*What this task involves*.
Return all the entries below exactly as they were given.

|---|

use chrono::Utc;
use sqlx::sqlite::SqlitePool;

#[derive(Clone)]
pub struct UserStore {
    pool: SqlitePool,
}

/// A user account row. `id` stays internal to the database layer;
/// everything public-facing speaks in the `uuid`.
#[derive(Debug, Clone)]
pub struct User {
    pub id: i64,
    pub uuid: String,
    pub email: String,
    pub password_hash: String,
    pub full_name: String,
    pub phone: String,
    pub is_active: bool,
    pub is_verified: bool,
    pub settings: String,
    pub created_at: String,
    pub last_login_at: Option<String>,
}

#[derive(sqlx::FromRow)]
struct UserRow {
    id: i64,
    uuid: String,
    email: String,
    password_hash: String,
    full_name: String,
    phone: String,
    is_active: i32,
    is_verified: i32,
    settings: String,
    created_at: String,
    last_login_at: Option<String>,
}

impl From<UserRow> for User {
    fn from(row: UserRow) -> Self {
        Self {
            id: row.id,
            uuid: row.uuid,
            email: row.email,
            password_hash: row.password_hash,
            full_name: row.full_name,
            phone: row.phone,
            is_active: row.is_active != 0,
            is_verified: row.is_verified != 0,
            settings: row.settings,
            created_at: row.created_at,
            last_login_at: row.last_login_at,
        }
    }
}

const USER_COLUMNS: &str = "id, uuid, email, password_hash, full_name, phone, \
                            is_active, is_verified, settings, created_at, last_login_at";

impl UserStore {
    pub fn new(pool: SqlitePool) -> Self {
        Self { pool }
    }

    /// Create a new user. Returns the user ID.
    pub async fn create(
        &self,
        uuid: &str,
        email: &str,
        password_hash: &str,
        full_name: &str,
        phone: &str,
        settings: &str,
    ) -> Result<i64, sqlx::Error> {
        let result = sqlx::query(
            "INSERT INTO users (uuid, email, password_hash, full_name, phone, settings)
             VALUES (?, ?, ?, ?, ?, ?)",
        )
        .bind(uuid)
        .bind(email)
        .bind(password_hash)
        .bind(full_name)
        .bind(phone)
        .bind(settings)
        .execute(&self.pool)
        .await?;
        Ok(result.last_insert_rowid())
    }

    /// Create a user and assign it a role in one transaction, so a failed
    /// role assignment never leaves a half-created account. The new user
    /// is recorded as its own assigning actor.
    pub async fn create_with_role(
        &self,
        uuid: &str,
        email: &str,
        password_hash: &str,
        full_name: &str,
        phone: &str,
        settings: &str,
        role_code: &str,
    ) -> Result<i64, sqlx::Error> {
        let mut tx = self.pool.begin().await?;

        let result = sqlx::query(
            "INSERT INTO users (uuid, email, password_hash, full_name, phone, settings)
             VALUES (?, ?, ?, ?, ?, ?)",
        )
        .bind(uuid)
        .bind(email)
        .bind(password_hash)
        .bind(full_name)
        .bind(phone)
        .bind(settings)
        .execute(&mut *tx)
        .await?;
        let user_id = result.last_insert_rowid();

        let role: Option<(i64,)> = sqlx::query_as("SELECT id FROM roles WHERE code = ?")
            .bind(role_code)
            .fetch_optional(&mut *tx)
            .await?;

        if let Some((role_id,)) = role {
            sqlx::query(
                "INSERT INTO user_roles (user_id, role_id, assigned_by) VALUES (?, ?, ?)",
            )
            .bind(user_id)
            .bind(role_id)
            .bind(uuid)
            .execute(&mut *tx)
            .await?;
        }

        tx.commit().await?;
        Ok(user_id)
    }

    /// Get a user by email (case-insensitive).
    pub async fn get_by_email(&self, email: &str) -> Result<Option<User>, sqlx::Error> {
        let row: Option<UserRow> =
            sqlx::query_as(&format!("SELECT {USER_COLUMNS} FROM users WHERE email = ?"))
                .bind(email)
                .fetch_optional(&self.pool)
                .await?;
        Ok(row.map(User::from))
    }

    /// Get a user by UUID.
    pub async fn get_by_uuid(&self, uuid: &str) -> Result<Option<User>, sqlx::Error> {
        let row: Option<UserRow> =
            sqlx::query_as(&format!("SELECT {USER_COLUMNS} FROM users WHERE uuid = ?"))
                .bind(uuid)
                .fetch_optional(&self.pool)
                .await?;
        Ok(row.map(User::from))
    }

    /// Get a user by ID.
    pub async fn get_by_id(&self, id: i64) -> Result<Option<User>, sqlx::Error> {
        let row: Option<UserRow> =
            sqlx::query_as(&format!("SELECT {USER_COLUMNS} FROM users WHERE id = ?"))
                .bind(id)
                .fetch_optional(&self.pool)
                .await?;
        Ok(row.map(User::from))
    }

    /// Check whether any user (active or not) holds this email.
    pub async fn email_exists(&self, email: &str) -> Result<bool, sqlx::Error> {
        let count: (i32,) = sqlx::query_as("SELECT COUNT(*) FROM users WHERE email = ?")
            .bind(email)
            .fetch_one(&self.pool)
            .await?;
        Ok(count.0 > 0)
    }

    /// Deactivate an account. The row is kept; only the flag flips.
    pub async fn set_active(&self, uuid: &str, active: bool) -> Result<bool, sqlx::Error> {
        let result = sqlx::query(
            "UPDATE users SET is_active = ?, updated_at = datetime('now') WHERE uuid = ?",
        )
        .bind(active as i32)
        .bind(uuid)
        .execute(&self.pool)
        .await?;
        Ok(result.rows_affected() > 0)
    }

    /// Mark a user's email as verified.
    pub async fn mark_verified(&self, uuid: &str) -> Result<bool, sqlx::Error> {
        let result = sqlx::query(
            "UPDATE users SET is_verified = 1, updated_at = datetime('now') WHERE uuid = ?",
        )
        .bind(uuid)
        .execute(&self.pool)
        .await?;
        Ok(result.rows_affected() > 0)
    }

    /// Update profile fields. `None` leaves a field unchanged.
    pub async fn update_profile(
        &self,
        uuid: &str,
        full_name: Option<&str>,
        phone: Option<&str>,
        settings: Option<&str>,
    ) -> Result<bool, sqlx::Error> {
        let result = sqlx::query(
            "UPDATE users SET
                full_name = COALESCE(?, full_name),
                phone = COALESCE(?, phone),
                settings = COALESCE(?, settings),
                updated_at = datetime('now')
             WHERE uuid = ?",
        )
        .bind(full_name)
        .bind(phone)
        .bind(settings)
        .bind(uuid)
        .execute(&self.pool)
        .await?;
        Ok(result.rows_affected() > 0)
    }

    /// Replace the stored password digest.
    pub async fn set_password_hash(&self, uuid: &str, hash: &str) -> Result<bool, sqlx::Error> {
        let result = sqlx::query(
            "UPDATE users SET password_hash = ?, updated_at = datetime('now') WHERE uuid = ?",
        )
        .bind(hash)
        .bind(uuid)
        .execute(&self.pool)
        .await?;
        Ok(result.rows_affected() > 0)
    }

    /// Record a successful login.
    pub async fn touch_last_login(&self, id: i64) -> Result<(), sqlx::Error> {
        sqlx::query("UPDATE users SET last_login_at = ? WHERE id = ?")
            .bind(Utc::now())
            .bind(id)
            .execute(&self.pool)
            .await?;
        Ok(())
    }

    /// List users, newest last.
    pub async fn list(&self, page: i64, page_size: i64) -> Result<Vec<User>, sqlx::Error> {
        let rows: Vec<UserRow> = sqlx::query_as(&format!(
            "SELECT {USER_COLUMNS} FROM users ORDER BY created_at, id LIMIT ? OFFSET ?"
        ))
        .bind(page_size)
        .bind((page - 1).max(0) * page_size)
        .fetch_all(&self.pool)
        .await?;
        Ok(rows.into_iter().map(User::from).collect())
    }
}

|---|

*Answer to this task*.
use chrono::Utc;
use sqlx::sqlite::SqlitePool;

#[derive(Clone)]
pub struct UserStore {
    pool: SqlitePool,
}

/// A user account row. `id` stays internal to the database layer;
/// everything public-facing speaks in the `uuid`.
#[derive(Debug, Clone)]
pub struct User {
    pub id: i64,
    pub uuid: String,
    pub email: String,
    pub password_hash: String,
    pub full_name: String,
    pub phone: String,
    pub is_active: bool,
    pub is_verified: bool,
    pub settings: String,
    pub created_at: String,
    pub last_login_at: Option<String>,
}

#[derive(sqlx::FromRow)]
struct UserRow {
    id: i64,
    uuid: String,
    email: String,
    password_hash: String,
    full_name: String,
    phone: String,
    is_active: i32,
    is_verified: i32,
    settings: String,
    created_at: String,
    last_login_at: Option<String>,
}

impl From<UserRow> for User {
    fn from(row: UserRow) -> Self {
        Self {
            id: row.id,
            uuid: row.uuid,
            email: row.email,
            password_hash: row.password_hash,
            full_name: row.full_name,
            phone: row.phone,
            is_active: row.is_active != 0,
            is_verified: row.is_verified != 0,
            settings: row.settings,
            created_at: row.created_at,
            last_login_at: row.last_login_at,
        }
    }
}

const USER_COLUMNS: &str = "id, uuid, email, password_hash, full_name, phone, \
                            is_active, is_verified, settings, created_at, last_login_at";

impl UserStore {
    pub fn new(pool: SqlitePool) -> Self {
        Self { pool }
    }

    /// Create a new user. Returns the user ID.
    pub async fn create(
        &self,
        uuid: &str,
        email: &str,
        password_hash: &str,
        full_name: &str,
        phone: &str,
        settings: &str,
    ) -> Result<i64, sqlx::Error> {
        let result = sqlx::query(
            "INSERT INTO users (uuid, email, password_hash, full_name, phone, settings)
             VALUES (?, ?, ?, ?, ?, ?)",
        )
        .bind(uuid)
        .bind(email)
        .bind(password_hash)
        .bind(full_name)
        .bind(phone)
        .bind(settings)
        .execute(&self.pool)
        .await?;
        Ok(result.last_insert_rowid())
    }

    /// Create a user and assign it a role in one transaction, so a failed
    /// role assignment never leaves a half-created account. The new user
    /// is recorded as its own assigning actor.
    pub async fn create_with_role(
        &self,
        uuid: &str,
        email: &str,
        password_hash: &str,
        full_name: &str,
        phone: &str,
        settings: &str,
        role_code: &str,
    ) -> Result<i64, sqlx::Error> {
        let mut tx = self.pool.begin().await?;

        let result = sqlx::query(
            "INSERT INTO users (uuid, email, password_hash, full_name, phone, settings)
             VALUES (?, ?, ?, ?, ?, ?)",
        )
        .bind(uuid)
        .bind(email)
        .bind(password_hash)
        .bind(full_name)
        .bind(phone)
        .bind(settings)
        .execute(&mut *tx)
        .await?;
        let user_id = result.last_insert_rowid();

        let role: Option<(i64,)> = sqlx::query_as("SELECT id FROM roles WHERE code = ?")
            .bind(role_code)
            .fetch_optional(&mut *tx)
            .await?;

        if let Some((role_id,)) = role {
            sqlx::query(
                "INSERT INTO user_roles (user_id, role_id, assigned_by) VALUES (?, ?, ?)",
            )
            .bind(user_id)
            .bind(role_id)
            .bind(uuid)
            .execute(&mut *tx)
            .await?;
        }

        tx.commit().await?;
        Ok(user_id)
    }

    /// Get a user by email (case-insensitive).
    pub async fn get_by_email(&self, email: &str) -> Result<Option<User>, sqlx::Error> {
        let row: Option<UserRow> =
            sqlx::query_as(&format!("SELECT {USER_COLUMNS} FROM users WHERE email = ?"))
                .bind(email)
                .fetch_optional(&self.pool)
                .await?;
        Ok(row.map(User::from))
    }

    /// Get a user by UUID.
    pub async fn get_by_uuid(&self, uuid: &str) -> Result<Option<User>, sqlx::Error> {
        let row: Option<UserRow> =
            sqlx::query_as(&format!("SELECT {USER_COLUMNS} FROM users WHERE uuid = ?"))
                .bind(uuid)
                .fetch_optional(&self.pool)
                .await?;
        Ok(row.map(User::from))
    }

    /// Get a user by ID.
    pub async fn get_by_id(&self, id: i64) -> Result<Option<User>, sqlx::Error> {
        let row: Option<UserRow> =
            sqlx::query_as(&format!("SELECT {USER_COLUMNS} FROM users WHERE id = ?"))
                .bind(id)
                .fetch_optional(&self.pool)
                .await?;
        Ok(row.map(User::from))
    }

    /// Check whether any user (active or not) holds this email.
    pub async fn email_exists(&self, email: &str) -> Result<bool, sqlx::Error> {
        let count: (i32,) = sqlx::query_as("SELECT COUNT(*) FROM users WHERE email = ?")
            .bind(email)
            .fetch_one(&self.pool)
            .await?;
        Ok(count.0 > 0)
    }

    /// Deactivate an account. The row is kept; only the flag flips.
    pub async fn set_active(&self, uuid: &str, active: bool) -> Result<bool, sqlx::Error> {
        let result = sqlx::query(
            "UPDATE users SET is_active = ?, updated_at = datetime('now') WHERE uuid = ?",
        )
        .bind(active as i32)
        .bind(uuid)
        .execute(&self.pool)
        .await?;
        Ok(result.rows_affected() > 0)
    }

    /// Mark a user's email as verified.
    pub async fn mark_verified(&self, uuid: &str) -> Result<bool, sqlx::Error> {
        let result = sqlx::query(
            "UPDATE users SET is_verified = 1, updated_at = datetime('now') WHERE uuid = ?",
        )
        .bind(uuid)
        .execute(&self.pool)
        .await?;
        Ok(result.rows_affected() > 0)
    }

    /// Update profile fields. `None` leaves a field unchanged.
    pub async fn update_profile(
        &self,
        uuid: &str,
        full_name: Option<&str>,
        phone: Option<&str>,
        settings: Option<&str>,
    ) -> Result<bool, sqlx::Error> {
        let result = sqlx::query(
            "UPDATE users SET
                full_name = COALESCE(?, full_name),
                phone = COALESCE(?, phone),
                settings = COALESCE(?, settings),
                updated_at = datetime('now')
             WHERE uuid = ?",
        )
        .bind(full_name)
        .bind(phone)
        .bind(settings)
        .bind(uuid)
        .execute(&self.pool)
        .await?;
        Ok(result.rows_affected() > 0)
    }

    /// Replace the stored password digest.
    pub async fn set_password_hash(&self, uuid: &str, hash: &str) -> Result<bool, sqlx::Error> {
        let result = sqlx::query(
            "UPDATE users SET password_hash = ?, updated_at = datetime('now') WHERE uuid = ?",
        )
        .bind(hash)
        .bind(uuid)
        .execute(&self.pool)
        .await?;
        Ok(result.rows_affected() > 0)
    }

    /// Record a successful login.
    pub async fn touch_last_login(&self, id: i64) -> Result<(), sqlx::Error> {
        sqlx::query("UPDATE users SET last_login_at = ? WHERE id = ?")
            .bind(Utc::now())
            .bind(id)
            .execute(&self.pool)
            .await?;
        Ok(())
    }

    /// List users, newest last.
    pub async fn list(&self, page: i64, page_size: i64) -> Result<Vec<User>, sqlx::Error> {
        let rows: Vec<UserRow> = sqlx::query_as(&format!(
            "SELECT {USER_COLUMNS} FROM users ORDER BY created_at, id LIMIT ? OFFSET ?"
        ))
        .bind(page_size)
        .bind((page - 1).max(0) * page_size)
        .fetch_all(&self.pool)
        .await?;
        Ok(rows.into_iter().map(User::from).collect())
    }
}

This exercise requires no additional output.